Longevi, benestanti ma scontenti
da MARCELLO VENEZIANI BLOG
A cura di Gian Paolo Polesini per il Messaggero veneto
Come mai ha pensato di studiare la scontentezza?
Perché ritengo che sia il sentimento prevalente nella nostra epoca; e perché non ci sono saggi sulla scontentezza, mentre abbondano trattati sulla felicità, l’infelicità, la malinconia. Due ragioni per scrivere un libro sul tema.
Lei, Veneziani, è scontento di qualcosa?
Ho un’indole portata a non accontentarmi di quel che passa il convento, ho spirito critico e non mi piace il tempo in cui vivo. Poi le ragioni personali della scontentezza sono del tutto irrilevanti.
Cosa ha reso l’umanità infelice rispetto al passato?
La prima ragione è l’abisso tra la realtà e le aspettative. Abbiamo troppe pretese e identifichiamo i diritti con i desideri. I desideri infiniti e il rifiuto della propria realtà, natura, identità sono alla base della diffusa scontentezza.
Ricette per ribaltare la società del malcontento?
Le analisi non sono ricette, sarebbe pure velleitario proporle. Ma studiando le forme dello scontento, distinguo tra quell’odio persistente verso se stessi e verso il mondo, che è il tarlo della scontentezza, e quell’energia che genera la ricerca e la voglia di realizzare, e che nasce dalla capacità di trasformare la scontentezza in spinta operosa e creativa.
Cosa intende per nuovo potere? Ovvero, chi sono quelli che ci impongono le regole?
Lo intendo nel senso in cui ne parlava già Pasolini ma nel tempo in cui i veri poteri sono globali e sovranazionali. Il potere ci vuole scontenti perché chi è insoddisfatto consuma e dipende da chi veicola i desideri.
Nel suo libro si parla molto di “malesseri” di varia natura, ovviamente. C’è una speranza per un benessere qualunque?
Rovescio la domanda facendo un’osservazione: viviamo nella società di massima longevità e massimo benessere eppure siamo la società degli scontenti. Evidentemente i dato economici, biologici, sociali non soddisfano le condizioni psicologiche, morali e spirituali. È da quel vuoto d’essere che non possiamo colmare col benessere che bisogna ripartire.
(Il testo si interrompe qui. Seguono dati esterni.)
//! Per-backend client state machine.
//!
//! A [`BackendClient`] owns one adapter plus the local bookkeeping the
//! scheduler needs: health status, error streaks, lease flags, rotation
//! pools and timing counters. Every mutation goes through the client's
//! single mutex; the lock is never held across adapter I/O.
//!
//! Status transitions are driven exclusively by the classified results of
//! the execution core:
//! - `BadRequest` (and the legacy `HTTP_400`-coded permanent) blames the
//!   prompt: status and counters untouched, caller told not to retry.
//! - Other `Permanent` failures blame the backend: `Unavailable`, counted,
//!   fatal.
//! - `Transient*` failures might heal: `Error`, counted, recoverable.
//! - Any success resets the error streak and lands on `Available`.

use std::sync::{Arc, Mutex};

use serde::Serialize;
use tracing::{info, warn};
use validator::Validate;

use crate::adapter::ChatAdapter;
use crate::events::{ClientEvent, EventSink};
use crate::rotator::Rotator;
use crate::types::{
    now_ts, ApiFailure, ChatFailure, ChatMessage, ChatParams, ChatResult, ClientStatus, ErrorKind,
    Severity, PRIORITY_NORMAL,
};

/// Fixed self-test conversation.
pub const TEST_PROMPT: &str = "If you are working, please respond with 'OK'.";
pub const TEST_EXPECTED: &str = "OK";

/// Optional usage/quota capability. The default implementation tracks
/// nothing and reports full health; quota-aware deployments plug in their
/// own probe.
pub trait UsageProbe: Send + Sync {
    fn record_usage(&self, _usage: &serde_json::Value) {}

    /// Abstract health score in `[0.0, 100.0]`; `<= 0` removes the client
    /// from scheduling.
    fn calculate_health(&self) -> f64 {
        100.0
    }

    /// Structured metric rows for the dashboard (quota bars, balances).
    fn standardized_metrics(&self) -> Vec<serde_json::Value> {
        Vec::new()
    }
}

struct NoopProbe;

impl UsageProbe for NoopProbe {}

/// Point-in-time copy of the mutable client state.
#[derive(Debug, Clone, Serialize)]
pub struct ClientSnapshot {
    pub status: ClientStatus,
    pub status_last_updated: f64,
    pub last_acquired: f64,
    pub last_released: f64,
    pub last_chat: f64,
    pub last_test: f64,
    pub acquire_count: u64,
    pub chat_count: u64,
    pub error_count: u32,
    pub error_sum: u64,
    pub in_use: bool,
    pub acquired: bool,
}

#[derive(Debug)]
struct ClientState {
    status: ClientStatus,
    /// Epoch seconds; kept at 0.0 while the status is `Unknown`.
    status_last_updated: f64,
    last_acquired: f64,
    last_released: f64,
    last_chat: f64,
    last_test: f64,
    acquire_count: u64,
    chat_count: u64,
    error_count: u32,
    error_sum: u64,
    in_use: bool,
    acquired: bool,
}

impl ClientState {
    fn new(status: ClientStatus) -> Self {
        Self {
            status,
            status_last_updated: if status == ClientStatus::Unknown {
                0.0
            } else {
                now_ts()
            },
            last_acquired: 0.0,
            last_released: 0.0,
            last_chat: 0.0,
            last_test: 0.0,
            acquire_count: 0,
            chat_count: 0,
            error_count: 0,
            error_sum: 0,
            in_use: false,
            acquired: false,
        }
    }

    fn snapshot(&self) -> ClientSnapshot {
        ClientSnapshot {
            status: self.status,
            status_last_updated: self.status_last_updated,
            last_acquired: self.last_acquired,
            last_released: self.last_released,
            last_chat: self.last_chat,
            last_test: self.last_test,
            acquire_count: self.acquire_count,
            chat_count: self.chat_count,
            error_count: self.error_count,
            error_sum: self.error_sum,
            in_use: self.in_use,
            acquired: self.acquired,
        }
    }
}

/// Registration parameters for a backend client.
#[derive(Debug, Clone)]
pub struct BackendClientConfig {
    pub name: String,
    pub priority: i32,
    pub group_id: String,
    /// Mark `Available` at construction instead of waiting for the first
    /// health check.
    pub default_available: bool,
}

impl Default for BackendClientConfig {
    fn default() -> Self {
        Self {
            name: String::new(),
            priority: PRIORITY_NORMAL,
            group_id: "default".into(),
            default_available: false,
        }
    }
}

pub struct BackendClient {
    name: String,
    priority: i32,
    group_id: String,
    adapter: Arc<dyn ChatAdapter>,
    probe: Box<dyn UsageProbe>,
    model_rotator: Rotator<String>,
    token_rotator: Rotator<String>,
    state: Mutex<ClientState>,
    sink: Mutex<Option<EventSink>>,
}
Non è che siamo scontenti solo noi italiani, vero?
Le radici storiche e culturali dello scontento sono nell’insoddisfazione infinita di Faust, che serpeggia nel mondo occidentale. Poi, c’è il popolo italiano arciscontento, per indole e ragioni storiche; ma che dispone anche di valvole di sfogo: una di queste è l’ironia, cogliere il lato comico della vita.
Ai sottoposti Villaggio /Fantozzi non offre la rivoluzione bensì l’auto derisione. Lei ricorda un altro attore icona, Gian Maria Volonté, che diede un volto all’ideologo del malcontento.
Si, parlo di entrambi nel mio libro. Fantozzi sublima nell’autoderisione la condizione scontenta dei sottoposti; Volontè fu la faccia dello scontento nel cinema italiano impegnato degli anni 70.
E vissero sempre infelici e scontenti, scriveva Flaiano. Può adattarsi come finale per la nostra fiaba contemporanea?
Non credo nel lieto fine ma nemmeno nel finale catastrofico. Per restare nell’ironia citerei Longanesi: e vissero infelici perché costava meno…
L’ironia salverà il mondo. Può aiutare?
No, l’ironia non salva il mondo, ma può essere una “divertente” strategia di sopravvivenza a livello personale.